[
https://issues.apache.org/jira/browse/SAMZA-3?page=com.atlassian.jira.plugin.system.issuetabpanels:all-tabpanel
]
Chris Riccomini resolved SAMZA-3.
---------------------------------
Resolution: Fixed
> BrokerProxy deadlocks if messages aren't polled from all streams
> ----------------------------------------------------------------
>
> Key: SAMZA-3
> URL: https://issues.apache.org/jira/browse/SAMZA-3
> Project: Samza
> Issue Type: Bug
> Components: kafka
> Affects Versions: 0.6.0
> Reporter: Chris Riccomini
> Assignee: Chris Riccomini
> Fix For: 0.7.0
>
> Attachments: SAMZA-3.0.patch
>
>
> Suppose a KafkaSystemConsumer is created with:
> {code}
> consumer.register(sp1, 0)
> consumer.register(sp2, 0)
> consumer.start
> while(true) {
> consumer.poll(sp2, 0)
> }
> {code}
> This code will eventually dead lock (assuming sp1 has messages) if sp1 and
> sp2 are both on the same broker.
> The current implementation of BrokerProxy/KafkaSystemConsumer puts messages
> into BlockingEnvelopeMap. The BlockingEnvelopeMap has a
> per-SystemStreamPartition max queueSize (defaults to 1000, I believe). This
> means that, if a SystemStreamPartition is registered with the
> KafkaSystemConsumer, but messages are not read off of the
> SystemStreamPartition's queue for some reason, the
> BrokerProxy/KafkaSystemConsumer will eventually block on
> BlockingEnvelopeMap.add. This will prevent the BrokerProxy from fetching any
> more messages from ANY topic/partitions on the broker. If code is trying to
> read messages from another SystemStreamPartition, it will not ever receive
> any new messages.
> This is not currently a problem because Samza reads in messages in two ways:
> 1) During state store restore.
> 2) During process loop (feeding messages to StreamTask.process).

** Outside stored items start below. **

use anchor_lang::prelude::*;
use anchor_spl::token::{
    self, spl_token::instruction::AuthorityType, Burn, Mint, MintTo, SetAuthority, Token,
    TokenAccount, Transfer,
};
use crate::constants::{STACK_MINT_AUTH_SEED, VAULT_AUTHORITY_SEED};

/// Signer seeds of a pool's `vault_authority` PDA.
pub struct VaultSigner {
    pool: Pubkey,
    bump: [u8; 1],
}

impl VaultSigner {
    pub fn new(pool: Pubkey, bump: u8) -> Self {
        Self { pool, bump: [bump] }
    }

    pub fn seeds(&self) -> [&[u8]; 3] {
        [VAULT_AUTHORITY_SEED, self.pool.as_ref(), &self.bump]
    }
}

/// Signer seeds of a stack mint's `stack_mint_auth` PDA.
pub struct StackMintSigner {
    stack_mint: Pubkey,
    bump: [u8; 1],
}

impl StackMintSigner {
    pub fn new(stack_mint: Pubkey, bump: u8) -> Self {
        Self {
            stack_mint,
            bump: [bump],
        }
    }

    pub fn seeds(&self) -> [&[u8]; 3] {
        [STACK_MINT_AUTH_SEED, self.stack_mint.as_ref(), &self.bump]
    }
}

/// Moves user funds into a pool vault, signed by the user.
pub fn deposit_to_vault<'info>(
    token_program: &Program<'info, Token>,
    from: &Account<'info, TokenAccount>,
    vault: &Account<'info, TokenAccount>,
    owner: &Signer<'info>,
    amount: u64,
) -> Result<()> {
    if amount == 0 {
        return Ok(());
    }
    token::transfer(
        CpiContext::new(
            token_program.to_account_info(),
            Transfer {
                from: from.to_account_info(),
                to: vault.to_account_info(),
                authority: owner.to_account_info(),
            },
        ),
        amount,
    )
}

/// Debits a pool vault. Only the vault authority PDA can sign this.
pub fn release_from_vault<'info>(
    token_program: &Program<'info, Token>,
    vault: &Account<'info, TokenAccount>,
    to: &Account<'info, TokenAccount>,
    vault_authority: &UncheckedAccount<'info>,
    signer: &VaultSigner,
    amount: u64,
) -> Result<()> {
    if amount == 0 {
        return Ok(());
    }
    let seeds = signer.seeds();
    let signer_seeds = &[&seeds[..]];
    token::transfer(
        CpiContext::new_with_signer(
            token_program.to_account_info(),
            Transfer {
                from: vault.to_account_info(),
                to: to.to_account_info(),
                authority: vault_authority.to_account_info(),
            },
            signer_seeds,
        ),
        amount,
    )
}

pub fn mint_lp<'info>(
    token_program: &Program<'info, Token>,
    lp_mint: &Account<'info, Mint>,
    to: &Account<'info, TokenAccount>,
    vault_authority: &UncheckedAccount<'info>,
    signer: &VaultSigner,
    amount: u64,
) -> Result<()> {
    let seeds = signer.seeds();
    let signer_seeds = &[&seeds[..]];
    token::mint_to(
        CpiContext::new_with_signer(
            token_program.to_account_info(),
            MintTo {
                mint: lp_mint.to_account_info(),
                to: to.to_account_info(),
                authority: vault_authority.to_account_info(),
            },
            signer_seeds,
        ),
        amount,
    )
}

pub fn burn_lp<'info>(
    token_program: &Program<'info, Token>,
    lp_mint: &Account<'info, Mint>,
    from: &Account<'info, TokenAccount>,
    owner: &Signer<'info>,
    amount: u64,
) -> Result<()> {
    token::burn(
        CpiContext::new(
            token_program.to_account_info(),
            Burn {
                mint: lp_mint.to_account_info(),
                from: from.to_account_info(),
                authority: owner.to_account_info(),
            },
        ),
        amount,
    )
}

/// Mints new stack supply. Only the stack mint authority PDA can sign this.
pub fn mint_stack<'info>(
    token_program: &Program<'info, Token>,
    stack_mint: &Account<'info, Mint>,
    to: &Account<'info, TokenAccount>,
    mint_authority: &UncheckedAccount<'info>,
    signer: &StackMintSigner,
    amount: u64,
) -> Result<()> {
    if amount == 0 {
        return Ok(());
    }
    let seeds = signer.seeds();
    let signer_seeds = &[&seeds[..]];
    token::mint_to(
        CpiContext::new_with_signer(
            token_program.to_account_info(),
            MintTo {
                mint: stack_mint.to_account_info(),
                to: to.to_account_info(),
                authority: mint_authority.to_account_info(),
            },
            signer_seeds,
        ),
        amount,
    )
}

/// Moves a mint's minting right from its issuer to `new_authority`.
pub fn hand_over_mint_authority<'info>(
    token_program: &Program<'info, Token>,
    mint: &Account<'info, Mint>,
    issuer: &Signer<'info>,
    new_authority: Pubkey,
) -> Result<()> {
    token::set_authority(
        CpiContext::new(
            token_program.to_account_info(),
            SetAuthority {
                current_authority: issuer.to_account_info(),
                account_or_mint: mint.to_account_info(),
            },
        ),
        AuthorityType::MintTokens,
        Some(new_authority),
    )
}

#[cfg(test)]
mod tests {
    use super::*;
    use crate::pda::{stack_mint_authority_address, vault_authority_address};

    #[test]
    fn signer_seeds_rederive_vault_authority() {
        let pool = Pubkey::new_unique();
        let (authority, bump) = vault_authority_address(&pool);
        let signer = VaultSigner::new(pool, bump);
        let derived = Pubkey::create_program_address(&signer.seeds(), &crate::ID).unwrap();
        assert_eq!(derived, authority);
    }

    #[test]
    fn signer_seeds_rederive_stack_mint_authority() {
        let stack_mint = Pubkey::new_unique();
        let (authority, bump) = stack_mint_authority_address(&stack_mint);
        let signer = StackMintSigner::new(stack_mint, bump);
        let derived = Pubkey::create_program_address(&signer.seeds(), &crate::ID).unwrap();
        assert_eq!(derived, authority);
    }
}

> The current SamzaContainer implementation uses a new SystemConsumer for each
> SystemStreamPartition when it restores (#1), which registers ONLY one
> SystemStreamPartition, so no deadlock is possible here. The current
> DefaultChooser round robins between streams, which means that you will always
> poll from all streams with messages available in a round-robin fashion, so no
> starvation is currently possible (which means that no deadlock is possible).
> Nevertheless, this should be fixed. For one thing, if we change the
> DefaultChooser's behavior, this problem would surface.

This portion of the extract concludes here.